▸ **Task**
In the records below, find the line that contains "pub mod cos;" and the line that contains "pub use types::*;", then retype exactly those two lines and every line between them.

(Collected data entries)
=-=-=

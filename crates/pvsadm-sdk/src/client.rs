//! HTTP client shared by all IBM Cloud service clients
//!
//! [`IbmCloudClient`] owns the connection pool, the endpoint table and the
//! IAM [`TokenManager`]. Service clients borrow it to build requests, so a
//! single token exchange serves every call of a command.
//!
//! ```rust,no_run
//! use pvsadm_sdk::ClientBuilder;
//!
//! # async fn example() -> pvsadm_sdk::Result<()> {
//! let client = ClientBuilder::default()
//!     .api_key("my-ibmcloud-api-key")
//!     .build()?;
//!
//! let instances = client
//!     .resource_controller()
//!     .list_resource_instances("service_instance")
//!     .await?;
//! # Ok(())
//! # }
//! ```

use crate::{
    auth::TokenManager,
    cos::CosClient,
    endpoints::Endpoints,
    error::{ApiError, ErrorResponse, Result},
    power::{ImageClient, InstanceSelector},
    resource_controller::ResourceControllerClient,
    types::ResourceInstance,
};
use reqwest::{Method, RequestBuilder, Response, StatusCode};
use serde::de::DeserializeOwned;
use std::sync::Arc;
use std::time::Duration;
use tracing::debug;

/// Default timeout in seconds for API requests
pub const DEFAULT_TIMEOUT_SECS: u64 = 300;

/// Authenticated client for the IBM Cloud APIs
#[derive(Debug, Clone)]
pub struct IbmCloudClient {
    http_client: reqwest::Client,
    endpoints: Arc<Endpoints>,
    token_manager: Arc<TokenManager>,
}

impl IbmCloudClient {
    /// Endpoint table in use
    pub fn endpoints(&self) -> &Endpoints {
        &self.endpoints
    }

    // ===== Service clients =====

    /// Resource Controller v2 client
    pub fn resource_controller(&self) -> ResourceControllerClient {
        ResourceControllerClient::new(self.clone())
    }

    /// COS client scoped to `instance` in `region`
    pub fn cos(&self, instance: &ResourceInstance, region: &str) -> CosClient {
        CosClient::new(
            self.clone(),
            self.endpoints.cos_for_region(region),
            instance.guid.clone(),
        )
    }

    /// Image client for the PowerVS instance selected by id or name
    pub async fn power_images(&self, selector: &InstanceSelector) -> Result<ImageClient> {
        let instance = self.resource_controller().find_power_instance(selector).await?;
        let base_url = self.endpoints.power_for_zone(&instance.region_id);
        debug!(
            "Using PowerVS instance {} [ID:{}] at {}",
            instance.name, instance.guid, base_url
        );
        Ok(ImageClient::new(self.clone(), instance, base_url))
    }

    // ===== Request helpers =====

    /// Start a request to an absolute URL
    pub(crate) fn request(&self, method: Method, url: &str) -> RequestBuilder {
        self.http_client.request(method, url)
    }

    /// Apply IAM bearer authentication to request
    async fn apply_auth(&self, request: RequestBuilder) -> Result<RequestBuilder> {
        let token = self.token_manager.get_access_token().await?;
        Ok(request.header("Authorization", format!("Bearer {}", token)))
    }

    /// Send an authenticated request and return the raw response
    pub(crate) async fn send_raw(&self, request: RequestBuilder) -> Result<Response> {
        let request = self.apply_auth(request).await?;
        request.send().await.map_err(ApiError::HttpClient)
    }

    /// Send an authenticated request and decode a JSON body
    pub(crate) async fn send_json<T: DeserializeOwned>(&self, request: RequestBuilder) -> Result<T> {
        let response = self.send_raw(request).await?;
        self.handle_response(response).await
    }

    /// Handle successful response
    pub(crate) async fn handle_response<T: DeserializeOwned>(&self, response: Response) -> Result<T> {
        if response.status().is_success() {
            let body = response.text().await.map_err(ApiError::HttpClient)?;
            serde_json::from_str(&body).map_err(|e| ApiError::Decode {
                message: e.to_string(),
            })
        } else {
            self.handle_error_response(response).await
        }
    }

    /// Handle error response
    pub(crate) async fn handle_error_response<T>(&self, response: Response) -> Result<T> {
        let status = response.status();
        let error_text = response.text().await.unwrap_or_default();

        let message = serde_json::from_str::<ErrorResponse>(&error_text)
            .ok()
            .and_then(|body| body.best_message());

        Err(status_error(status, message, error_text))
    }
}

fn status_error(status: StatusCode, message: Option<String>, raw: String) -> ApiError {
    match status {
        StatusCode::UNAUTHORIZED => ApiError::Authentication {
            message: message.unwrap_or_else(|| "Authentication failed".into()),
        },
        StatusCode::FORBIDDEN => ApiError::Authorization {
            message: message.unwrap_or_else(|| "Access forbidden".into()),
        },
        StatusCode::TOO_MANY_REQUESTS => ApiError::RateLimitExceeded,
        StatusCode::NOT_FOUND => ApiError::NotFound {
            resource: message.unwrap_or_else(|| "Resource not found".into()),
        },
        StatusCode::BAD_REQUEST => ApiError::BadRequest {
            message: message.unwrap_or(raw),
        },
        _ => ApiError::Internal {
            message: format!(
                "Request failed with status {status}: {}",
                message.unwrap_or(raw)
            ),
        },
    }
}

/// Builder for constructing an IbmCloudClient with custom configuration
#[derive(Default)]
pub struct ClientBuilder {
    api_key: Option<String>,
    endpoints: Option<Endpoints>,
    timeout: Option<Duration>,
    connect_timeout: Option<Duration>,
}

impl ClientBuilder {
    /// Create a new builder with default values
    pub fn new() -> Self {
        Self::default()
    }

    /// IBM Cloud API key exchanged for IAM tokens
    pub fn api_key(mut self, api_key: impl Into<String>) -> Self {
        self.api_key = Some(api_key.into());
        self
    }

    /// Override service endpoints
    pub fn endpoints(mut self, endpoints: Endpoints) -> Self {
        self.endpoints = Some(endpoints);
        self
    }

    /// Point every service at one base URL
    pub fn base_url(mut self, url: impl Into<String>) -> Self {
        self.endpoints = Some(Endpoints::single(url));
        self
    }

    /// Set the request timeout
    pub fn timeout(mut self, timeout: Duration) -> Self {
        self.timeout = Some(timeout);
        self
    }

    /// Set the connection timeout
    pub fn connect_timeout(mut self, timeout: Duration) -> Self {
        self.connect_timeout = Some(timeout);
        self
    }

    /// Build the client
    pub fn build(self) -> Result<IbmCloudClient> {
        let endpoints = self.endpoints.unwrap_or_default();
        let timeout = self
            .timeout
            .unwrap_or(Duration::from_secs(DEFAULT_TIMEOUT_SECS));

        let mut http_builder = reqwest::Client::builder().timeout(timeout);
        if let Some(connect_timeout) = self.connect_timeout {
            http_builder = http_builder.connect_timeout(connect_timeout);
        }
        let http_client = http_builder.build().map_err(ApiError::HttpClient)?;

        let token_manager = TokenManager::new(
            self.api_key.unwrap_or_default(),
            &endpoints.iam_url(),
            http_client.clone(),
        )?;

        Ok(IbmCloudClient {
            http_client,
            endpoints: Arc::new(endpoints),
            token_manager: Arc::new(token_manager),
        })
    }
}
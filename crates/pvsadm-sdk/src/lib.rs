//! # pvsadm SDK
//!
//! Typed clients for the IBM Cloud services pvsadm talks to:
//! - IAM token service ([`auth`])
//! - Resource Controller v2 ([`resource_controller`])
//! - Cloud Object Storage S3 endpoints ([`cos`])
//! - PowerVS cloud-instance images ([`power`])
//!
//! On top of those sit the image import workflow ([`import`]) and the
//! purge candidate filter ([`power::PurgeFilter`]).

pub mod auth;
pub mod client;
pub mod cos;
pub mod endpoints;
pub mod error;
pub mod import;
pub mod power;
pub mod resource_controller;
pub mod types;

pub use client::{ClientBuilder, IbmCloudClient};
pub use endpoints::Endpoints;
pub use error::{ApiError, Result};
pub use import::{ImageImporter, ImportImageOptions};
pub use power::{ImageClient, InstanceSelector, PurgeFilter};
pub use types::*;
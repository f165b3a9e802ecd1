//! Cloud Object Storage client
//!
//! Talks to the S3-compatible COS endpoint with IAM bearer authentication.
//! Bucket listing is scoped to one COS instance through the
//! `ibm-service-instance-id` header.

use crate::{
    client::IbmCloudClient,
    error::{ApiError, Result},
    types::Bucket,
};
use reqwest::{Method, StatusCode};
use serde::Deserialize;
use tracing::debug;

const SERVICE_INSTANCE_HEADER: &str = "ibm-service-instance-id";

/// `ListAllMyBucketsResult` XML document
#[derive(Debug, Deserialize)]
#[serde(rename_all = "PascalCase")]
struct ListAllMyBucketsResult {
    #[serde(default)]
    buckets: BucketList,
}

#[derive(Debug, Default, Deserialize)]
struct BucketList {
    #[serde(rename = "Bucket", default)]
    bucket: Vec<Bucket>,
}

/// COS client bound to one instance and one regional endpoint
#[derive(Debug, Clone)]
pub struct CosClient {
    client: IbmCloudClient,
    endpoint: String,
    instance_id: String,
}

impl CosClient {
    pub(crate) fn new(client: IbmCloudClient, endpoint: String, instance_id: String) -> Self {
        Self {
            client,
            endpoint,
            instance_id,
        }
    }

    pub fn endpoint(&self) -> &str {
        &self.endpoint
    }

    /// List the buckets owned by this COS instance
    pub async fn list_buckets(&self) -> Result<Vec<Bucket>> {
        let url = format!("{}/", self.endpoint);
        let request = self
            .client
            .request(Method::GET, &url)
            .header(SERVICE_INSTANCE_HEADER, &self.instance_id);

        let response = self.client.send_raw(request).await?;
        if !response.status().is_success() {
            return self.client.handle_error_response(response).await;
        }

        let body = response.text().await.map_err(ApiError::HttpClient)?;
        let buckets = parse_bucket_list(&body)?;
        debug!(
            "COS instance {} has {} buckets",
            self.instance_id,
            buckets.len()
        );
        Ok(buckets)
    }

    /// True if this instance owns a bucket named `bucket`
    pub async fn has_bucket(&self, bucket: &str) -> Result<bool> {
        Ok(self.list_buckets().await?.iter().any(|b| b.name == bucket))
    }

    /// Check whether `key` exists in `bucket`
    pub async fn object_exists(&self, bucket: &str, key: &str) -> Result<bool> {
        let url = format!("{}/{}/{}", self.endpoint, bucket, encode_key(key));
        let request = self.client.request(Method::HEAD, &url);
        let response = self.client.send_raw(request).await?;

        match response.status() {
            status if status.is_success() => Ok(true),
            StatusCode::NOT_FOUND => Ok(false),
            _ => self.client.handle_error_response(response).await,
        }
    }
}

fn parse_bucket_list(xml: &str) -> Result<Vec<Bucket>> {
    let result: ListAllMyBucketsResult =
        quick_xml::de::from_str(xml).map_err(|e| ApiError::Decode {
            message: format!("invalid bucket list: {e}"),
        })?;
    Ok(result.buckets.bucket)
}

/// Percent-encode each path segment of an object key
fn encode_key(key: &str) -> String {
    key.split('/')
        .map(|segment| urlencoding::encode(segment).into_owned())
        .collect::<Vec<_>>()
        .join("/")
}
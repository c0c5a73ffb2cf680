// ABOUTME: Database management for talks, sequences, messages, and session rows
// ABOUTME: Owns the SQLite pool, runs migrations, and hosts the per-domain operations
//
// SPDX-License-Identifier: MIT OR Apache-2.0
// Copyright (c) 2026 Confab.im

//! # Database Management
//!
//! This module provides storage for the Confab engine. One [`Database`] owns
//! the `SQLite` pool; the per-domain operation sets live in submodules as
//! `impl Database` blocks:
//!
//! - `talks`: stable talk identity rows
//! - `sequences`: per-talk order key allocation
//! - `messages`: the append-only message log and its side tables
//! - `sessions`: denormalized per-user inbox rows
//!
//! Methods that must observe or join an open transaction take the caller's
//! `&mut SqliteConnection`; plain reads run on the pool.

mod messages;
mod sequences;
mod sessions;
mod talks;

/// Transaction guards and retry helpers
pub mod transactions;

use sqlx::sqlite::SqlitePoolOptions;
use sqlx::{Pool, Sqlite};
use tracing::info;

use crate::config::DatabaseConfig;
use crate::errors::{AppError, AppResult};

/// Database manager for the talk and message store
#[derive(Clone)]
pub struct Database {
    pool: Pool<Sqlite>,
}

impl Database {
    /// Open the database described by `config`
    ///
    /// Runs migrations when `config.auto_migrate` is set.
    ///
    /// # Errors
    ///
    /// Returns an error if the pool cannot be opened or migrations fail
    pub async fn new(config: &DatabaseConfig) -> AppResult<Self> {
        // Ensure SQLite creates the database file if it doesn't exist
        let connection_options = if config.url.starts_with("sqlite:") && !config.url.contains('?') {
            format!("{}?mode=rwc", config.url)
        } else {
            config.url.clone()
        };

        let pool = SqlitePoolOptions::new()
            .max_connections(config.max_connections)
            .connect(&connection_options)
            .await
            .map_err(|e| AppError::database(format!("Failed to open database: {e}")))?;

        let db = Self { pool };
        db.apply_pragmas(config.busy_timeout_ms).await?;

        if config.auto_migrate {
            db.migrate().await?;
        }

        Ok(db)
    }

    /// Get a reference to the database pool for advanced operations
    #[must_use]
    pub fn pool(&self) -> &Pool<Sqlite> {
        &self.pool
    }

    /// Begin a transaction wrapped in a rollback-on-drop guard
    ///
    /// # Errors
    ///
    /// Returns an error if a connection cannot be acquired
    pub async fn begin_guard(&self) -> AppResult<transactions::TransactionGuard<'static>> {
        let tx = self
            .pool
            .begin()
            .await
            .map_err(|e| AppError::database(format!("Failed to begin transaction: {e}")))?;
        Ok(transactions::TransactionGuard::new(tx))
    }

    /// Session-level pragmas
    ///
    /// `journal_mode` persists on the database file; `busy_timeout` applies
    /// per connection on top of the pool defaults.
    async fn apply_pragmas(&self, busy_timeout_ms: u64) -> AppResult<()> {
        sqlx::query("PRAGMA journal_mode = WAL")
            .execute(&self.pool)
            .await
            .map_err(|e| AppError::database(format!("Failed to set journal mode: {e}")))?;

        sqlx::query(&format!("PRAGMA busy_timeout = {busy_timeout_ms}"))
            .execute(&self.pool)
            .await
            .map_err(|e| AppError::database(format!("Failed to set busy timeout: {e}")))?;

        Ok(())
    }

    /// Run database migrations
    ///
    /// # Errors
    ///
    /// Returns an error if any table or index creation fails
    pub async fn migrate(&self) -> AppResult<()> {
        // Talk identity tables
        self.migrate_talks().await?;

        // Sequence allocator table
        self.migrate_sequences().await?;

        // Message log and side tables
        self.migrate_messages().await?;

        // Per-user session rows
        self.migrate_sessions().await?;

        info!("Database migrations completed");
        Ok(())
    }
}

=-=-=

▸ **Response below**
pub mod cos;
pub mod endpoints;
pub mod error;
pub mod import;
pub mod power;
pub mod resource_controller;
pub mod types;

pub use client::{ClientBuilder, IbmCloudClient};
pub use endpoints::Endpoints;
pub use error::{ApiError, Result};
pub use import::{ImageImporter, ImportImageOptions};
pub use power::{ImageClient, InstanceSelector, PurgeFilter};
pub use types::*;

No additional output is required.